▶ ACTIVITY
The lines below that include "ManualClock" are to be found and copied.

DATA below:

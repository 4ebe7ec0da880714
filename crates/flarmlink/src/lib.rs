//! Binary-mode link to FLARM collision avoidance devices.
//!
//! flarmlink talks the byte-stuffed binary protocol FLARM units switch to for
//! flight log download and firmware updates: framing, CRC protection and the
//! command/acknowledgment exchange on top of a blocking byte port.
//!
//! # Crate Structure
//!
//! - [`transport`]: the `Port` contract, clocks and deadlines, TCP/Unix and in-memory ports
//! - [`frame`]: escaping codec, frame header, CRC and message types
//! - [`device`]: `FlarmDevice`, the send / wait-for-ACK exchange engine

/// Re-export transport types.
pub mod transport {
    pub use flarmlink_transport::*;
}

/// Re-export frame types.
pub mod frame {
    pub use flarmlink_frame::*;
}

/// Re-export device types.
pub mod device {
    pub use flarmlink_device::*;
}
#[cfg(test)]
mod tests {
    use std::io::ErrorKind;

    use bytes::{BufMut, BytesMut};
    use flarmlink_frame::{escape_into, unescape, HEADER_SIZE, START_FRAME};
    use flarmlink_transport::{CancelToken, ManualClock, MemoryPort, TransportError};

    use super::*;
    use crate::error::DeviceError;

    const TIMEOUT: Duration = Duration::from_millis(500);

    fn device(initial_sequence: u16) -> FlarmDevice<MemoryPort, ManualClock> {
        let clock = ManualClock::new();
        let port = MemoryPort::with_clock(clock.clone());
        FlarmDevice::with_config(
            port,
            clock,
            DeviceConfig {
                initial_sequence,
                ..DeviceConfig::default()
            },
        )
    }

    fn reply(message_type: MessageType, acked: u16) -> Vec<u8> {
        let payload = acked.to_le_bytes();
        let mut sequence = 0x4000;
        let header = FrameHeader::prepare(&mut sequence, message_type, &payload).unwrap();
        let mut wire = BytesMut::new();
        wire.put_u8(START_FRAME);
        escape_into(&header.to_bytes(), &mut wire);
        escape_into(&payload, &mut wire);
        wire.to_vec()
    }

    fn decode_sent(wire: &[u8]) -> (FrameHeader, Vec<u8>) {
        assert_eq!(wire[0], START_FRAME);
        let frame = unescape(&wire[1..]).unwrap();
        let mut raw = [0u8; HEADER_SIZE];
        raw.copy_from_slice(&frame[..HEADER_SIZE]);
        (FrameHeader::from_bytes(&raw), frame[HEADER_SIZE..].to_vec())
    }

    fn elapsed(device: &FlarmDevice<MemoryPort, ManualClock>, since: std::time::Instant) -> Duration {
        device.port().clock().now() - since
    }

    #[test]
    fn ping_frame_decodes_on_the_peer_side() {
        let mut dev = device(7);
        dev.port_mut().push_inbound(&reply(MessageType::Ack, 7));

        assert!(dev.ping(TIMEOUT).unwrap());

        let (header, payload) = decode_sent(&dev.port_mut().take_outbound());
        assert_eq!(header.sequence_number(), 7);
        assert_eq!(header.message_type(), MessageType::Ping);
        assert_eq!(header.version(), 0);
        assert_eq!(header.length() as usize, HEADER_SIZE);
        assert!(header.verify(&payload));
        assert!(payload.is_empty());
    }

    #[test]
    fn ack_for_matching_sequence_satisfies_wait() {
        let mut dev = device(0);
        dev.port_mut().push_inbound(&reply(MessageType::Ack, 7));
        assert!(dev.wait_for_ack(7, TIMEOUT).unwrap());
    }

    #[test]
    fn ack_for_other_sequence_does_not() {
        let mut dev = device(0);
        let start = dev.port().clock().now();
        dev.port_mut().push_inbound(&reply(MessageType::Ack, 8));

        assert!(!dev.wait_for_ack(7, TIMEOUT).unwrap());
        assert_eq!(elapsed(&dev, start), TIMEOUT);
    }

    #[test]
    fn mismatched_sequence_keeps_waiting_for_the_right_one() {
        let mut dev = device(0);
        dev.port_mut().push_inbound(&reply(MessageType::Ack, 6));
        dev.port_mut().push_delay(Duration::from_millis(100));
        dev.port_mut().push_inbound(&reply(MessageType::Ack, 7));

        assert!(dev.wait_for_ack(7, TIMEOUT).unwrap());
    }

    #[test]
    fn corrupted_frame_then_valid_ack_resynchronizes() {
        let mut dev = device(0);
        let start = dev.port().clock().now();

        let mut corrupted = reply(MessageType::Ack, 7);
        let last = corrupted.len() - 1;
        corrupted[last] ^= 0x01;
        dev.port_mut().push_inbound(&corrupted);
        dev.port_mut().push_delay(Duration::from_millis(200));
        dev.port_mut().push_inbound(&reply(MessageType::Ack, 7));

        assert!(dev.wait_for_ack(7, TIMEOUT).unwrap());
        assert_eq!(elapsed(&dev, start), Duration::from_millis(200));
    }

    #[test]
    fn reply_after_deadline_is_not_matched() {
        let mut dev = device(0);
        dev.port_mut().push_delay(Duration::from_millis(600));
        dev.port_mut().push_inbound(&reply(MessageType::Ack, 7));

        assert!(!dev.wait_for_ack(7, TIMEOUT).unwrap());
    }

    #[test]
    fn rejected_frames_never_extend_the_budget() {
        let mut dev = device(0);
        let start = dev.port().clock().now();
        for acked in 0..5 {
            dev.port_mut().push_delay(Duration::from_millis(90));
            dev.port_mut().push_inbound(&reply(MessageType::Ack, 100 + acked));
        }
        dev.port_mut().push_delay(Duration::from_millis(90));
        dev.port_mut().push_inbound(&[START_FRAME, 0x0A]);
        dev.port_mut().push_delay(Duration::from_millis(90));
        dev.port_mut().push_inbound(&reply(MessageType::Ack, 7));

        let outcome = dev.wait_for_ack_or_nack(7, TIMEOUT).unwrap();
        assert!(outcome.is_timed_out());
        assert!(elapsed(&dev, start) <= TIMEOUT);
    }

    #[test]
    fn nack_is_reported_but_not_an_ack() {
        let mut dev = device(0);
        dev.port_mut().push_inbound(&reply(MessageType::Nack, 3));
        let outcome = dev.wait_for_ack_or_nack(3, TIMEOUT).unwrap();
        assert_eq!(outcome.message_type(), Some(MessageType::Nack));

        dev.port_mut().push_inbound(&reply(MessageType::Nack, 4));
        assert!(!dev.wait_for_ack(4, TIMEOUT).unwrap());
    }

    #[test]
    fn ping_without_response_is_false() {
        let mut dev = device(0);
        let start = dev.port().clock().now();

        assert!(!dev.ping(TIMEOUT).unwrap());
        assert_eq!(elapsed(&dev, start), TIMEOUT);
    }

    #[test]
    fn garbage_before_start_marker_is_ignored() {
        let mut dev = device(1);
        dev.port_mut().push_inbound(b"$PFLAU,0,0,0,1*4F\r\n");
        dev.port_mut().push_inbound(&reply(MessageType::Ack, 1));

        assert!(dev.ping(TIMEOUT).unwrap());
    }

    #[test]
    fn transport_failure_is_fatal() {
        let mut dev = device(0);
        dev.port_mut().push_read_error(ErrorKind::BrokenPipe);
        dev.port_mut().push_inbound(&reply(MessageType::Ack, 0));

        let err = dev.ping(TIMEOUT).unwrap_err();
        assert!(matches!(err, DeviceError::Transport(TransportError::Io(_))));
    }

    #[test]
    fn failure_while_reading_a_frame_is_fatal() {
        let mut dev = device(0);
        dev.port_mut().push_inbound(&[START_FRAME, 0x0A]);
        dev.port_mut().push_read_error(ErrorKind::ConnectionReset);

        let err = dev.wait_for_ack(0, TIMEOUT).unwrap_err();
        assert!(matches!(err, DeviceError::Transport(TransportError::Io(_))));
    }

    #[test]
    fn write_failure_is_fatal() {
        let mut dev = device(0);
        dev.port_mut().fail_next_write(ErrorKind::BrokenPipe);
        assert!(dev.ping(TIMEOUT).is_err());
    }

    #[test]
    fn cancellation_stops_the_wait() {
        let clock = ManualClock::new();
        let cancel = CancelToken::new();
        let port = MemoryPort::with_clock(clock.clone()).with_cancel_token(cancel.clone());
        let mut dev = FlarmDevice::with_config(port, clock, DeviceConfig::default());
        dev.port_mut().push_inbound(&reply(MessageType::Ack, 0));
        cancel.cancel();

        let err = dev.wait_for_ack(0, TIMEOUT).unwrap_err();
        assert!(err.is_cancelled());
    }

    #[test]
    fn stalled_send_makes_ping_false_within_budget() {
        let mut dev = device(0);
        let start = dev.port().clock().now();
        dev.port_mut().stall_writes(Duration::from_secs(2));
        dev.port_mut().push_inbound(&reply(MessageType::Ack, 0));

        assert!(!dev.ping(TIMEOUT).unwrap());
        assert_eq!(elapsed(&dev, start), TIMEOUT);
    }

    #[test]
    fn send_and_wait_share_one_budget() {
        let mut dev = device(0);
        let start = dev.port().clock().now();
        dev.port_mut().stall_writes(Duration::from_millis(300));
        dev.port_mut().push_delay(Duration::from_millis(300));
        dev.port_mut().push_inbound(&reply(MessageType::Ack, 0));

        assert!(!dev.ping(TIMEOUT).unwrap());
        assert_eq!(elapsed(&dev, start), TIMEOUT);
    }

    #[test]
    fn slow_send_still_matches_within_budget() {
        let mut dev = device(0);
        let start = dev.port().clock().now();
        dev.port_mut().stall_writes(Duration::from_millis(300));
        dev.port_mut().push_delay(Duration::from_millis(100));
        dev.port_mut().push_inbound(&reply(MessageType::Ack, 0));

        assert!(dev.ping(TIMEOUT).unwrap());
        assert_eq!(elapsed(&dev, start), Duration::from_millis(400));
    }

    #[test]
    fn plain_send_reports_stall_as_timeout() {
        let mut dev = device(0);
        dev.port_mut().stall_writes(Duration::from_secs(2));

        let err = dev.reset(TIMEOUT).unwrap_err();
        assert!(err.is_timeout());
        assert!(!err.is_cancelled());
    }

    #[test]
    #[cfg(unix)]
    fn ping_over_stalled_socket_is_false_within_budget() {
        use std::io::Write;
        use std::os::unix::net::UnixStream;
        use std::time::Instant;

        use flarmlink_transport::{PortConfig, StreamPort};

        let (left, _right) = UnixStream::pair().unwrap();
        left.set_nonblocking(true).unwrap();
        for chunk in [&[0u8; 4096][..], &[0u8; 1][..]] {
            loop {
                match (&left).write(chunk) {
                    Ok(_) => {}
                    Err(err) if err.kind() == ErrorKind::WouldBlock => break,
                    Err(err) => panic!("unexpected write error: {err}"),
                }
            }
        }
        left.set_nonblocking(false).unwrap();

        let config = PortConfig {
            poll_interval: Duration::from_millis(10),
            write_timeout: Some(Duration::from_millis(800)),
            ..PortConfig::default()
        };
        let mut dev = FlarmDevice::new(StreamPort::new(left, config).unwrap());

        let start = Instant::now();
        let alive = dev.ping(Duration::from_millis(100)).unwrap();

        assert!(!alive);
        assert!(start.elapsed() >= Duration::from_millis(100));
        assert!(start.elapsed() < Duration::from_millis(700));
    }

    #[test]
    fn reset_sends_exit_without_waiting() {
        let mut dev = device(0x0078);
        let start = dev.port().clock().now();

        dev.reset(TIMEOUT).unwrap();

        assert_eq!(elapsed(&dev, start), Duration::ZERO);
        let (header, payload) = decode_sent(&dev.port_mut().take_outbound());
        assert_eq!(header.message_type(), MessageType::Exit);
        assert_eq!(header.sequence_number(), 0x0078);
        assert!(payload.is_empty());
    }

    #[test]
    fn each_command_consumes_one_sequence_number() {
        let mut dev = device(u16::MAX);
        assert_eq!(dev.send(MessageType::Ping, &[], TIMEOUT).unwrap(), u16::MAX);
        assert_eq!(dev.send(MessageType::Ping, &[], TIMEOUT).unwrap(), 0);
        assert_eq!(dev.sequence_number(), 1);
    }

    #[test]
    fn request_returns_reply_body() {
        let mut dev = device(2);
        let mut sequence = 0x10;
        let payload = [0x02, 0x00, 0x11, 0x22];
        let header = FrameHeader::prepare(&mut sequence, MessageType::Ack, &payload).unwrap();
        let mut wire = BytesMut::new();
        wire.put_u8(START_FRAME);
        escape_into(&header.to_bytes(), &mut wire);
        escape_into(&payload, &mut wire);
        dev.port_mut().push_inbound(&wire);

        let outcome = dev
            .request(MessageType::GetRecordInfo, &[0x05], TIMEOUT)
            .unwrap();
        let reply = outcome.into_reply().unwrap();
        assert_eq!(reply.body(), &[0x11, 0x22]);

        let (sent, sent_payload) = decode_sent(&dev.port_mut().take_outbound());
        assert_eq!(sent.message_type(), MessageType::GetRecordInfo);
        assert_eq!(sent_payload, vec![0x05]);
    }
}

End of DATA.

▶ EXERCISE OUTPUT
    use flarmlink_transport::{CancelToken, ManualClock, MemoryPort, TransportError};
    fn device(initial_sequence: u16) -> FlarmDevice<MemoryPort, ManualClock> {
        let clock = ManualClock::new();
    fn elapsed(device: &FlarmDevice<MemoryPort, ManualClock>, since: std::time::Instant) -> Duration {
        let clock = ManualClock::new();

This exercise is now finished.